TASK PROMPT: In the entries below, the lines from the one with "filename crates/mooring_cli/src/main.rs" through the one with "the local datastore" are to be copied exactly; both ends count.

DATA PROVIDED:
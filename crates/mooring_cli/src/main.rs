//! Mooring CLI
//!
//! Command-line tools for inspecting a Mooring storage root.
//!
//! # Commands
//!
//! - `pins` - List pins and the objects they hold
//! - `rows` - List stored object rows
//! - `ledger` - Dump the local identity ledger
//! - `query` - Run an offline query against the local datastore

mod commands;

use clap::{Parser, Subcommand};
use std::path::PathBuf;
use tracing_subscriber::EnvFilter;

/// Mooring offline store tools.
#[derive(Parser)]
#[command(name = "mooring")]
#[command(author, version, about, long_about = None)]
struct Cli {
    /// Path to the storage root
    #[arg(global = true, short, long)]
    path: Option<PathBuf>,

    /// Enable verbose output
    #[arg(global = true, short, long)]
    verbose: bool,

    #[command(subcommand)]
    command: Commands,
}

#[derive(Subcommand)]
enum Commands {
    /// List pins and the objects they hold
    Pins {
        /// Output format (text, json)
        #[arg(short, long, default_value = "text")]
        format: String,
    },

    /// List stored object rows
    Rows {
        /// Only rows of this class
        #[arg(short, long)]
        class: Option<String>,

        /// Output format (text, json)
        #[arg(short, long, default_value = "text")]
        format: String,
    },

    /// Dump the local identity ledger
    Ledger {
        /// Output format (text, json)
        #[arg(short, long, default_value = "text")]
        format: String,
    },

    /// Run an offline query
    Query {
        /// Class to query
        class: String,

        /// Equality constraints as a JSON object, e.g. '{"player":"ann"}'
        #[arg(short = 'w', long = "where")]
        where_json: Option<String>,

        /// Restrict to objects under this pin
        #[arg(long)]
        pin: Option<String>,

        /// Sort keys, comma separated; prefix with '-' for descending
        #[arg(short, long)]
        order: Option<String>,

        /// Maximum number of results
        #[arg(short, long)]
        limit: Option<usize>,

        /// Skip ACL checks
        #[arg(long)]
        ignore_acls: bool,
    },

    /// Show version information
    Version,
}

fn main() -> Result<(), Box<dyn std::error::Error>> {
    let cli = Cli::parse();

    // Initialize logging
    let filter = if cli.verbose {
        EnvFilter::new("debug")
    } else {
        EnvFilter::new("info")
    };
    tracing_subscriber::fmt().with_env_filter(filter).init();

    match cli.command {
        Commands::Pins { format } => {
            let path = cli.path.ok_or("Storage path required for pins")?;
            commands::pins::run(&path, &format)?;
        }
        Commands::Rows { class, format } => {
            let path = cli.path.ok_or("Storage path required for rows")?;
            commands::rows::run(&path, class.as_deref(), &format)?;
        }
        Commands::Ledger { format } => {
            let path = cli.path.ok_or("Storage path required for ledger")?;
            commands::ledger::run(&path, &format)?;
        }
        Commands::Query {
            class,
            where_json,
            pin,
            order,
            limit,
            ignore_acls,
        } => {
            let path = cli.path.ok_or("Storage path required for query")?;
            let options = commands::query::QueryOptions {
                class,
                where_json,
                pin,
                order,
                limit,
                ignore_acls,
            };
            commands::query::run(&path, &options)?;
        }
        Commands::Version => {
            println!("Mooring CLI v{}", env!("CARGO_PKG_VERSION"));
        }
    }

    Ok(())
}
---
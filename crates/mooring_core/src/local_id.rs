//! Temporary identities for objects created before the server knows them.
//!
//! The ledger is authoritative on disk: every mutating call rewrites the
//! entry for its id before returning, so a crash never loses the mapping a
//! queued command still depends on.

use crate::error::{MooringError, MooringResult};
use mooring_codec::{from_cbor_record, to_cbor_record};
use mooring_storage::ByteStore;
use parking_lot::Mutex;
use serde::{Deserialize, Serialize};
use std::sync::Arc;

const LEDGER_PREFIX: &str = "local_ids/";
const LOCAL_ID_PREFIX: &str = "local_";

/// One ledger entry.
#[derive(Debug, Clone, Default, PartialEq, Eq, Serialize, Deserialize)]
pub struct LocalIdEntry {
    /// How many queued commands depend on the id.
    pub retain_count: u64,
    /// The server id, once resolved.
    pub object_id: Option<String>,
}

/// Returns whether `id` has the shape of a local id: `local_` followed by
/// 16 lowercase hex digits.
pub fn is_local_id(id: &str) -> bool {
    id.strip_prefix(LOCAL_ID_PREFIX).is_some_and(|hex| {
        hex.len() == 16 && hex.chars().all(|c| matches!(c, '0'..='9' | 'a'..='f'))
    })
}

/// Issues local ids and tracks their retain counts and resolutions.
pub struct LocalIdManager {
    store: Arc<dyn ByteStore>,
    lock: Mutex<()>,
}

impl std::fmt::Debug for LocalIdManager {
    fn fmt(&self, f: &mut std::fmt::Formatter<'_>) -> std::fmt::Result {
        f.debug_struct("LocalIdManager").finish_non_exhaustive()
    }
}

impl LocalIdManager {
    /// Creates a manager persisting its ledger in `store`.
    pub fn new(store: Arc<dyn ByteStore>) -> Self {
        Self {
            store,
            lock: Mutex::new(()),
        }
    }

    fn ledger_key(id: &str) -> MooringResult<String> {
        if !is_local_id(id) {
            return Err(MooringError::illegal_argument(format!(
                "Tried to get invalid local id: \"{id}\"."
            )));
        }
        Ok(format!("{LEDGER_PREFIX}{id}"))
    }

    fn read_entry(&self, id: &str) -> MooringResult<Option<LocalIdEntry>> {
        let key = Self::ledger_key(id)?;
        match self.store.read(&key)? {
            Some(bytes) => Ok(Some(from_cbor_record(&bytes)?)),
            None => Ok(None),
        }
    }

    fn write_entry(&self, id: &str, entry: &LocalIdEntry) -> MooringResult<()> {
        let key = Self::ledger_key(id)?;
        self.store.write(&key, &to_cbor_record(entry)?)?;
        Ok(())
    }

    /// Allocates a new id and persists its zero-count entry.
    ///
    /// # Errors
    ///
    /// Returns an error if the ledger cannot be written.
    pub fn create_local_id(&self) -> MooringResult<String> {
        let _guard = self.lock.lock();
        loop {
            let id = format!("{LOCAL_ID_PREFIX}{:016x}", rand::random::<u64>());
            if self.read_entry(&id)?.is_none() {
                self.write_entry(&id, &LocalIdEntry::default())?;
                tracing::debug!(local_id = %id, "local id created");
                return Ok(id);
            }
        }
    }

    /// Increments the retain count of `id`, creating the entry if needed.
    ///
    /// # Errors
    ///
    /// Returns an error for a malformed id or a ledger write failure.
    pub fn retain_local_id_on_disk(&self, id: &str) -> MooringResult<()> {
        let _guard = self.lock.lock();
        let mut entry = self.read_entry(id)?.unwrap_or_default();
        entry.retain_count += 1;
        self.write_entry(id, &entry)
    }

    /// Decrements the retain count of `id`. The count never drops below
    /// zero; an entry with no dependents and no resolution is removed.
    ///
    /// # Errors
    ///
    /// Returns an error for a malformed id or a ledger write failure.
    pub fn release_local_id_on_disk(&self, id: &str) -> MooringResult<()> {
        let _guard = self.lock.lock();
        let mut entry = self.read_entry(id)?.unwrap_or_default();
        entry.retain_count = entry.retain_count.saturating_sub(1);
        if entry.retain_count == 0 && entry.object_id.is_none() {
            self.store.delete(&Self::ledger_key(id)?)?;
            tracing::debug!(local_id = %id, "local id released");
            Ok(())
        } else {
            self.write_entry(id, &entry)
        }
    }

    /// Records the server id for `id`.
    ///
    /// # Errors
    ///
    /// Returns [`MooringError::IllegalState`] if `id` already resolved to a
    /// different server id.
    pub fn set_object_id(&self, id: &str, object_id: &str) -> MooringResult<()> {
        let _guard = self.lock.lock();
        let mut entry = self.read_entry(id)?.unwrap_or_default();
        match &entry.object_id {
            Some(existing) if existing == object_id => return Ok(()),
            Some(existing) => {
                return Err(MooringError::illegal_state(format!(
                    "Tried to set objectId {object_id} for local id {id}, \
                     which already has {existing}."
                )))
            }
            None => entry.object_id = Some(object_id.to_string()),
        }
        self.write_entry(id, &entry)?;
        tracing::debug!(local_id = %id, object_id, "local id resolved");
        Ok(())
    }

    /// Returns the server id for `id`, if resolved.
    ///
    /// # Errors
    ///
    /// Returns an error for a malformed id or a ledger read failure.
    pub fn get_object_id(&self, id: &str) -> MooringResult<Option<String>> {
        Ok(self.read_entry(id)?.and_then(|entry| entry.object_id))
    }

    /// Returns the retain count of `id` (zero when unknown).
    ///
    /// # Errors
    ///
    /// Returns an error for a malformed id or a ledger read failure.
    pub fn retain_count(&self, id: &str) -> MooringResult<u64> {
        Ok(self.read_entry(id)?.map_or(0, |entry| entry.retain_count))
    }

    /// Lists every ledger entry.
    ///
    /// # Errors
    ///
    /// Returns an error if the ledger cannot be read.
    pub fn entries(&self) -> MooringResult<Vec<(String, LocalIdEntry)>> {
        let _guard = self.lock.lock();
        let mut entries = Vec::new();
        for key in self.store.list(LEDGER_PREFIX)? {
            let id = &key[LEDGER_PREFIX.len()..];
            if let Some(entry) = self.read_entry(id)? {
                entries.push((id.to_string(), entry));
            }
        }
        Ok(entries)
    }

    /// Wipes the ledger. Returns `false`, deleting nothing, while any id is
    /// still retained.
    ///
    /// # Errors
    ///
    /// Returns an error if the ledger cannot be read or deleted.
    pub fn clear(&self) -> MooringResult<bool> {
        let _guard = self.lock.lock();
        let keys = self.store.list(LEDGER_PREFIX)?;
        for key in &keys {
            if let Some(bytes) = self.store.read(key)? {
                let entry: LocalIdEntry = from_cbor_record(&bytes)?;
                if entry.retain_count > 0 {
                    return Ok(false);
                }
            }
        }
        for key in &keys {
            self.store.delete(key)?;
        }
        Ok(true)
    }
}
* * *
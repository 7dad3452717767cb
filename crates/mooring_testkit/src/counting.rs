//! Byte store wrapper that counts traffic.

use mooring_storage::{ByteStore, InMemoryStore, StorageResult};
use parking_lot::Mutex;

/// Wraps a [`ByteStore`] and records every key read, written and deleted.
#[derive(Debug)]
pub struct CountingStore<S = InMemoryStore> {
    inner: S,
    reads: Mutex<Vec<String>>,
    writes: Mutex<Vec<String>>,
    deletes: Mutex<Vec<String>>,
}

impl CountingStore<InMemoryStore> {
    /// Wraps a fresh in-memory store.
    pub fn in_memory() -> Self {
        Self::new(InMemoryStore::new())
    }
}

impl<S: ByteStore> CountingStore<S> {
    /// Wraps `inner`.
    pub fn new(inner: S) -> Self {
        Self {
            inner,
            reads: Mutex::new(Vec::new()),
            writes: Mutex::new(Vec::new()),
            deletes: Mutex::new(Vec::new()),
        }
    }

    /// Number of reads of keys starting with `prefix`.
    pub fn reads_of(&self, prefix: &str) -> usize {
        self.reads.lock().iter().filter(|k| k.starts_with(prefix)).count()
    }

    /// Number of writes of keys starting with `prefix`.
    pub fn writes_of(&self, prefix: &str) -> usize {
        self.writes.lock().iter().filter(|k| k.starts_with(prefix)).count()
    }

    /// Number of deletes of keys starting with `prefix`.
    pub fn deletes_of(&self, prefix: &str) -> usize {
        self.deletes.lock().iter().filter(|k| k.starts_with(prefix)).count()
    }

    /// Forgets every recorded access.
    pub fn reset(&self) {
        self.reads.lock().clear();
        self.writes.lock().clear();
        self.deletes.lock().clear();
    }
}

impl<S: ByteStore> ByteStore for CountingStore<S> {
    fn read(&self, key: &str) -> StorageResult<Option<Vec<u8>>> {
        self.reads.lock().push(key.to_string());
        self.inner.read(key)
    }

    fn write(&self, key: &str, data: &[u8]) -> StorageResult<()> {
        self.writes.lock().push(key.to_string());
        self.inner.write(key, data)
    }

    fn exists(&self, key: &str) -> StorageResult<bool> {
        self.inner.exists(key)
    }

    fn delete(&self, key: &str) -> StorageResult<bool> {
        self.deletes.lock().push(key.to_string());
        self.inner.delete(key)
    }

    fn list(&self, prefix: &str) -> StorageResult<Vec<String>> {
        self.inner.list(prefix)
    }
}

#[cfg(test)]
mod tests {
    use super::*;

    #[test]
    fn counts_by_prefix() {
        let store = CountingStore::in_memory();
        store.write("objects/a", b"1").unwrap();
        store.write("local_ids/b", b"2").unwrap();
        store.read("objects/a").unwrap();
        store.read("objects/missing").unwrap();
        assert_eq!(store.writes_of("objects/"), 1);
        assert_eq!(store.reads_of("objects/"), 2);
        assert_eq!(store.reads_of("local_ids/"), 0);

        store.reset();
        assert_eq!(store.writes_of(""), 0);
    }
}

SOLUTION:
filename crates/mooring_cli/src/main.rs
//! Mooring CLI
//!
//! Command-line tools for inspecting a Mooring storage root.
//!
//! # Commands
//!
//! - `pins` - List pins and the objects they hold
//! - `rows` - List stored object rows
//! - `ledger` - Dump the local identity ledger
//! - `query` - Run an offline query against the local datastore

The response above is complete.